Notably, we found that the ACEI/ARB(-) group had significantly higher levels of hs-CRP, pTNI, and pCK-MB and lower LVEF than the ACEI/ARB(+) group, indicating that the patients who did not use ACEI/ARB before the initial diagnosis of OCAD appeared to have higher levels of inflammation, larger myocardial infarction area, and poorer cardiac function. Consistently, Gong et al. [36] also found that previous treatment with ACEI/ARB/β-blocker was associated with better heart function and smaller infarct size. To the best of our knowledge, this is the first study focusing on the effect of ACEI/ARB on the severity of the AMI in diabetic hypertensive patients.

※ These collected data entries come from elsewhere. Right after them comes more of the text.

// Calendar range picking for check-in / check-out
use crate::format::format_date;
use chrono::NaiveDate;
use serde::{Deserialize, Serialize};
use std::collections::BTreeMap;

// Marker drawn on a calendar day that belongs to the selected range
#[derive(Debug, Clone, Copy, PartialEq, Eq, Serialize, Deserialize)]
#[serde(rename_all = "snake_case")]
pub enum DayMarker {
    RangeStart,
    RangeMiddle,
    RangeEnd,
}

pub type Decorations = BTreeMap<NaiveDate, DayMarker>;

#[derive(Debug, Clone, Default, PartialEq, Eq, Serialize, Deserialize)]
#[serde(rename_all = "camelCase")]
pub struct DateSelection {
    pub start: Option<NaiveDate>,
    // Never earlier than `start`
    pub end: Option<NaiveDate>,
    pub label: String,
}

impl DateSelection {
    pub fn is_complete(&self) -> bool {
        self.start.is_some() && self.end.is_some()
    }

    pub fn is_empty(&self) -> bool {
        self.start.is_none() && self.end.is_none()
    }
}

// Turns single calendar taps into a check-in / check-out range. A tap with
// nothing selected, or with a complete range, starts a new range. A tap with
// only a start date completes the range when it falls on or after the start,
// otherwise it replaces the start.
#[derive(Debug, Clone, Default, PartialEq, Eq, Serialize, Deserialize)]
#[serde(transparent)]
pub struct DateRangeSelector {
    selection: DateSelection,
}

impl DateRangeSelector {
    pub fn new() -> Self {
        Self::default()
    }

    pub fn selection(&self) -> &DateSelection {
        &self.selection
    }

    pub fn start(&self) -> Option<NaiveDate> {
        self.selection.start
    }

    pub fn end(&self) -> Option<NaiveDate> {
        self.selection.end
    }

    pub fn label(&self) -> &str {
        &self.selection.label
    }

    pub fn on_day_tap(&mut self, day: NaiveDate) -> &DateSelection {
        match (self.selection.start, self.selection.end) {
            (Some(start), None) if day >= start => {
                self.selection.end = Some(day);
                self.selection.label = format!("{} - {}", format_date(start), format_date(day));
            }
            _ => self.begin(day),
        }
        &self.selection
    }

    // One decoration per selected day. When start and end fall on the same
    // day the end marker is kept.
    pub fn decorations(&self) -> Decorations {
        let mut marked = Decorations::new();

        if let Some(start) = self.selection.start {
            marked.insert(start, DayMarker::RangeStart);
        }

        if let Some(end) = self.selection.end {
            marked.insert(end, DayMarker::RangeEnd);
        }

        if let (Some(start), Some(end)) = (self.selection.start, self.selection.end) {
            let mut current = start.succ_opt();
            while let Some(day) = current.filter(|day| *day < end) {
                marked.insert(day, DayMarker::RangeMiddle);
                current = day.succ_opt();
            }
        }

        marked
    }

    pub fn clear(&mut self) {
        self.selection = DateSelection::default();
    }

    fn begin(&mut self, day: NaiveDate) {
        self.selection = DateSelection {
            start: Some(day),
            end: None,
            label: format_date(day),
        };
    }
}

// Calendar widgets report taps as ISO 8601 day strings
pub fn parse_day(raw: &str) -> Result<NaiveDate, chrono::ParseError> {
    NaiveDate::parse_from_str(raw.trim(), "%Y-%m-%d")
}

The current study found that 52.0% (1300/2501) of patients with diabetic hypertension and diagnosed with OCAD for the first time did not use ACEI/ARB therapy. Notably, the proportion of patients treated with ACEI/ARB during hospitalization and long-term follow up in the ACEI/ARB(-) group was 51.0% and 41.3%, respectively, which were substantially lower than the proportions in the ACEI/ARB(+) group (83.9% and 67.0%, respectively). A study from the United States (from six states, 57,1483 participants) has shown that about 52.5% of patients with diabetic hypertension were non-adherent to ACEI/ARB therapy, which was related to an increased risk for diabetes-related rehospitalizations [19]. All these findings suggest that the real-world use of ACEI/ARB is seriously insufficient worldwide and the underutilization of ACEI/ARB may lead to poor clinical outcomes. We analyzed the factors associated with the use of ACEI/ARB and found that patients who have previously used CCB were less likely to receive ACEI/ARB therapy before the hospital admission, suggesting that CCB might affect ACEI/ARB’ first-line status in diabetic hypertensive patients. Based on the recommendations of the current guidelines [14,15,16], we believe the first-line treatment status of ACEI/ARB in patients with diabetic hypertension still need to be emphasized.

Limitations

First, this is a single-center study although including a large sample size; thus, generalization of the findings should be cautious. Second, this is a retrospective observational study. The information on the dosage and duration of ACEI/ARB was limited. Prospective cohort studies are required to confirm our findings.

Conclusions

Use of ACEI/ARB therapy for diabetic hypertensive patients before the initial diagnosis of OCAD was significantly associated with lower incidence of AMI, improved heart function, smaller infarct size, and lower incidences of non-fatal stroke and composite MACCE. No prior ACEI/ARB therapy was significantly and independently associated with non-fatal stroke and composite MACCE. ACEI/ARB therapy was largely underutilized in diabetic hypertensive patients.